Анисья Васильевна подошла к ограде своего палисадника.
— Поговорить хочешь?
— А это я всегда с удовольствием. Теперь я тебе не агроном, ты мне не бригадир, критиковать, значит, меня не станешь. Теперь мы добродушно побеседовать можем. Как сосед с соседкой.
Они стояли каждый на своей усадьбе, разделенные только узким непроезжим проулочком, заросшим крапивой.
Было поздно и по-весеннему прохладно и светло.
— Люба спит? — спросила Анисья Васильевна.
— Ивана ждет. Рубашку ему вышивает. Голубую.
— Да, настырный ты…
— Иван — парень смирный, отцу послушный. А в городе нечего ему делать.
— А он спросит, за что тебя с работы сняли.
— Ничего. Договоримся.
— Испортишь ты парня. Характер у него материнский, покорный…

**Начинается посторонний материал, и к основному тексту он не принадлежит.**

// Author: Eshan Roy
// SPDX-License-Identifier: MIT

//! Example subjects and commit granularity advice.

use crate::analysis::Scope;
use crate::config::CommitType;
use serde::Serialize;

/// Coarse advice on how many commits to make.
#[derive(Debug, Clone, Copy, PartialEq, Eq, Serialize)]
#[serde(rename_all = "lowercase")]
pub enum Recommendation {
    /// One group: a single commit covers it.
    Single,
    /// Two or three groups: combine them or keep them apart.
    Combined,
    /// Four or more groups: separate small commits.
    Separate,
}

impl Recommendation {
    /// Pick the recommendation for a number of groups.
    ///
    /// Returns `None` when there is nothing to commit.
    pub fn for_group_count(count: usize) -> Option<Self> {
        match count {
            0 => None,
            1 => Some(Recommendation::Single),
            2..=3 => Some(Recommendation::Combined),
            _ => Some(Recommendation::Separate),
        }
    }

    pub fn headline(&self) -> &'static str {
        match self {
            Recommendation::Single => "Single logical group detected",
            Recommendation::Combined => "Small number of groups detected",
            Recommendation::Separate => "Multiple distinct groups detected",
        }
    }

    pub fn advice(&self) -> &'static [&'static str] {
        match self {
            Recommendation::Single => &["Consider: Single large commit"],
            Recommendation::Combined => &[
                "Recommended: Combined medium commits",
                "Alternative: Separate small commits for detailed history",
            ],
            Recommendation::Separate => &[
                "Recommended: Separate small commits",
                "Consider combining related groups if appropriate",
            ],
        }
    }
}

/// Example subject line for a group.
pub fn example_subject(commit_type: CommitType, scope: &Scope) -> String {
    match commit_type {
        CommitType::Feat => format!("add {} feature", scope),
        CommitType::Fix => format!("resolve {} issues", scope),
        CommitType::Test => format!("add {} test coverage", scope),
        CommitType::Docs => format!("update {} documentation", scope),
        _ => format!("update {}", scope),
    }
}

/// Full example message, `type(scope): subject`.
pub fn example_message(commit_type: CommitType, scope: &Scope) -> String {
    format!(
        "{}({}): {}",
        commit_type,
        scope,
        example_subject(commit_type, scope)
    )
}

#[cfg(test)]
mod tests {
    use super::*;

    fn scope(s: &str) -> Scope {
        Scope::sanitize(s).unwrap()
    }

    #[test]
    fn test_recommendation_buckets() {
        assert_eq!(Recommendation::for_group_count(0), None);
        assert_eq!(
            Recommendation::for_group_count(1),
            Some(Recommendation::Single)
        );
        assert_eq!(
            Recommendation::for_group_count(2),
            Some(Recommendation::Combined)
        );
        assert_eq!(
            Recommendation::for_group_count(3),
            Some(Recommendation::Combined)
        );
        assert_eq!(
            Recommendation::for_group_count(4),
            Some(Recommendation::Separate)
        );
        assert_eq!(
            Recommendation::for_group_count(40),
            Some(Recommendation::Separate)
        );
    }

    #[test]
    fn test_example_subjects() {
        assert_eq!(example_subject(CommitType::Feat, &scope("auth")), "add auth feature");
        assert_eq!(example_subject(CommitType::Fix, &scope("auth")), "resolve auth issues");
        assert_eq!(
            example_subject(CommitType::Test, &scope("auth")),
            "add auth test coverage"
        );
        assert_eq!(
            example_subject(CommitType::Docs, &scope("readme")),
            "update readme documentation"
        );
        assert_eq!(example_subject(CommitType::Ci, &scope("workflows")), "update workflows");
        assert_eq!(example_subject(CommitType::Build, &Scope::core()), "update core");
    }

    #[test]
    fn test_example_message() {
        assert_eq!(
            example_message(CommitType::Style, &scope("web")),
            "style(web): update web"
        );
    }
}
// Author: Eshan Roy
// SPDX-License-Identifier: MIT

//! Change classification and grouping.
//!
//! Every function here is pure and total: any path yields a type and a
//! scope, and any change list yields a complete partition into groups.

mod classifier;
pub mod classify;
mod grouping;
pub mod scope;
mod tally;

pub use classifier::{classify_type, extract_scope, Classifier};
pub use classify::{TypeRule, TypeTable};
pub use grouping::{group, Group};
pub use scope::{Scope, ScopeExtractor};
pub use tally::{tally, StatusTally};
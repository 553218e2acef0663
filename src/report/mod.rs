// Author: Eshan Roy
// SPDX-License-Identifier: MIT

//! Report rendering.
//!
//! Turns groups and the status tally into the text or JSON report, with a
//! commit granularity recommendation and example commit messages.

mod render;
mod suggestion;

pub use render::{GroupReport, Report, TextRenderer};
pub use suggestion::{example_message, example_subject, Recommendation};
// Author: Eshan Roy
// SPDX-License-Identifier: MIT

//! Configuration module for cg.
//!
//! This module handles locating, loading and parsing the optional cg.toml
//! file. Every field has a default, so an empty file behaves exactly like
//! no file at all.

pub mod default;
mod loader;
mod schema;

pub use loader::{find_config_file, load_config, load_config_from, parse_config};
pub use schema::*;
use thiserror::Error;

/// Errors raised by operations that act on a single named subscription or a
/// single inbound payload. Fan-out paths never raise these; per-recipient
/// failures are captured in the returned outcome instead.
#[derive(Debug, Clone, PartialEq, Eq, Error)]
pub enum DispatchError {
    #[error("subscription {0} not found")]
    NotFound(String),
    #[error("subscription {0} is inactive")]
    Inactive(String),
    #[error("subscription {0} has expired")]
    Expired(String),
    #[error("malformed alert payload: {0}")]
    Format(String),
}

/// A push sink rejected a write. Recorded in broadcast outcomes and retry
/// buffers, never raised to the router's caller.
#[derive(Debug, Clone, Error)]
#[error("delivery failed: {0}")]
pub struct DeliveryFailure(pub String);
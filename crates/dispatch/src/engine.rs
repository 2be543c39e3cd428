use std::sync::Arc;

use serde_json::Value;
use tokio::sync::Mutex;
use tokio::task::JoinHandle;
use tracing::info;

use vigil_core::config::Settings;
use vigil_core::error::DispatchError;

use crate::connections::{BroadcastOutcome, ConnectionRegistry};
use crate::metrics::{MetricsAggregator, MetricsSnapshot};
use crate::router::AlertRouter;
use crate::subscriptions::SubscriptionRegistry;

/// Owns the registries, the router, and the periodic maintenance sweeps.
/// Construct one at process startup and share it; there is no global
/// instance.
pub struct Dispatcher {
    subscriptions: Arc<SubscriptionRegistry>,
    connections: Arc<ConnectionRegistry>,
    router: AlertRouter,
    metrics: MetricsAggregator,
    settings: Settings,
    sweeps: Mutex<Vec<JoinHandle<()>>>,
}

impl Dispatcher {
    pub fn new(settings: Settings) -> Self {
        let subscriptions = Arc::new(SubscriptionRegistry::new(&settings));
        let connections = Arc::new(ConnectionRegistry::new(&settings));
        let router = AlertRouter::new(subscriptions.clone(), connections.clone());
        let metrics = MetricsAggregator::new(subscriptions.clone(), connections.clone());
        Self {
            subscriptions,
            connections,
            router,
            metrics,
            settings,
            sweeps: Mutex::new(Vec::new()),
        }
    }

    pub fn subscriptions(&self) -> &Arc<SubscriptionRegistry> {
        &self.subscriptions
    }

    pub fn connections(&self) -> &Arc<ConnectionRegistry> {
        &self.connections
    }

    pub async fn route(
        &self,
        card_token: &str,
        alert_data: Value,
    ) -> Result<BroadcastOutcome, DispatchError> {
        self.router.route(card_token, alert_data).await
    }

    pub async fn metrics(&self) -> MetricsSnapshot {
        self.metrics.snapshot().await
    }

    /// Spawns the subscription expiry sweep and the combined connection
    /// maintenance sweep (retry redelivery, then staleness). Calling this
    /// twice is a no-op while the first set of sweeps is still running.
    pub async fn start_sweeps(&self) {
        let mut sweeps = self.sweeps.lock().await;
        if !sweeps.is_empty() {
            return;
        }

        let subscriptions = self.subscriptions.clone();
        let expiry_every = self.settings.expiry_sweep_interval();
        sweeps.push(tokio::spawn(async move {
            let mut interval = tokio::time::interval(expiry_every);
            loop {
                interval.tick().await;
                let removed = subscriptions.sweep().await;
                if removed > 0 {
                    info!(removed, "expiry sweep removed subscriptions");
                }
            }
        }));

        let connections = self.connections.clone();
        let maintenance_every = self.settings.connection_sweep_interval();
        sweeps.push(tokio::spawn(async move {
            let mut interval = tokio::time::interval(maintenance_every);
            loop {
                interval.tick().await;
                connections.retry_sweep().await;
                connections.stale_sweep().await;
            }
        }));

        info!("maintenance sweeps started");
    }

    /// Stops the sweeps first, then releases every remaining connection, so
    /// no sweep can fire against a registry mid-teardown.
    pub async fn shutdown(&self) {
        let mut sweeps = self.sweeps.lock().await;
        for task in sweeps.drain(..) {
            task.abort();
            let _ = task.await;
        }
        drop(sweeps);

        for session_id in self.connections.session_ids().await {
            self.connections.remove(&session_id).await;
        }
        info!("dispatcher shut down");
    }
}

#[cfg(test)]
mod tests {
    use super::*;
    use async_trait::async_trait;
    use vigil_core::error::DeliveryFailure;

    struct NullSink;

    #[async_trait]
    impl crate::sink::DeliverySink for NullSink {
        async fn deliver(&self, _payload: Value) -> Result<(), DeliveryFailure> {
            Ok(())
        }
    }

    #[tokio::test]
    async fn test_shutdown_releases_connections() {
        let dispatcher = Dispatcher::new(Settings::default());
        dispatcher.start_sweeps().await;
        dispatcher
            .connections()
            .register("sess_1", "card_A", Arc::new(NullSink))
            .await;
        dispatcher
            .connections()
            .register("sess_2", "card_B", Arc::new(NullSink))
            .await;

        dispatcher.shutdown().await;

        assert!(dispatcher.connections().session_ids().await.is_empty());
        assert!(dispatcher.connections().sessions_for_card("card_A").await.is_empty());
    }

    #[tokio::test]
    async fn test_start_sweeps_twice_is_a_no_op() {
        let dispatcher = Dispatcher::new(Settings::default());
        dispatcher.start_sweeps().await;
        dispatcher.start_sweeps().await;

        assert_eq!(dispatcher.sweeps.lock().await.len(), 2);

        dispatcher.shutdown().await;
        assert!(dispatcher.sweeps.lock().await.is_empty());
    }

    #[tokio::test]
    async fn test_shutdown_without_sweeps_is_safe() {
        let dispatcher = Dispatcher::new(Settings::default());
        dispatcher.shutdown().await;
    }
}
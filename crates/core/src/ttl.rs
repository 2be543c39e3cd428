use chrono::Duration;

/// Parses a subscription lifetime: an integer count followed by one of `m`
/// (minutes), `h` (hours), or `d` (days). Anything else is reported as
/// unparseable; callers fall back to their configured default since the TTL
/// only governs expiry, not correctness-critical state.
pub fn parse_ttl(raw: &str) -> Option<Duration> {
    if raw.len() < 2 || !raw.is_ascii() {
        return None;
    }
    let (digits, unit) = raw.split_at(raw.len() - 1);
    if !digits.bytes().all(|b| b.is_ascii_digit()) {
        return None;
    }
    let count: i64 = digits.parse().ok()?;
    match unit {
        "m" => Some(Duration::minutes(count)),
        "h" => Some(Duration::hours(count)),
        "d" => Some(Duration::days(count)),
        _ => None,
    }
}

— Куда там. Жизнь моя играет на волоске.
— Брось болтать-то.
— Нет, я серьезно, — посмеиваясь, говорил он, — какой тут смех? Из агрономов меня уволили. И твои тут старания есть. По-соседски, значит, по старой дружбе. Девчонку какую-то на мое место превознесли. Придрались, что диплома у меня нет. Ну правильно, нет. Техникум я не кончил. А опыт? У нас вся семья — огородники природные. Ты мне единое только зернышко покажи, а я тебе полную картину нарисую. Какого роду-племени это зернышко, да где росло, да каким цветом цвело… А вы — дипло-ом!
Говорил он неторопливо и все улыбался и покачивал головой, словно жалея тех, кто так неразумно поступил с ним. И было видно, что он уже не первый раз рассказывает свою печальную историю, и ему нравится рассказывать, и он даже доволен, что его уволили.
— Разве в дипломе дело? — спросила Анисья Васильевна.
— А в чем же?
— А в том, что ты вредным человеком стал. Тебе все в свой карман. А нам таких не надо.
— Это я уж слыхал от тебя. На собрании. Здесь-то можем по-людски поговорить.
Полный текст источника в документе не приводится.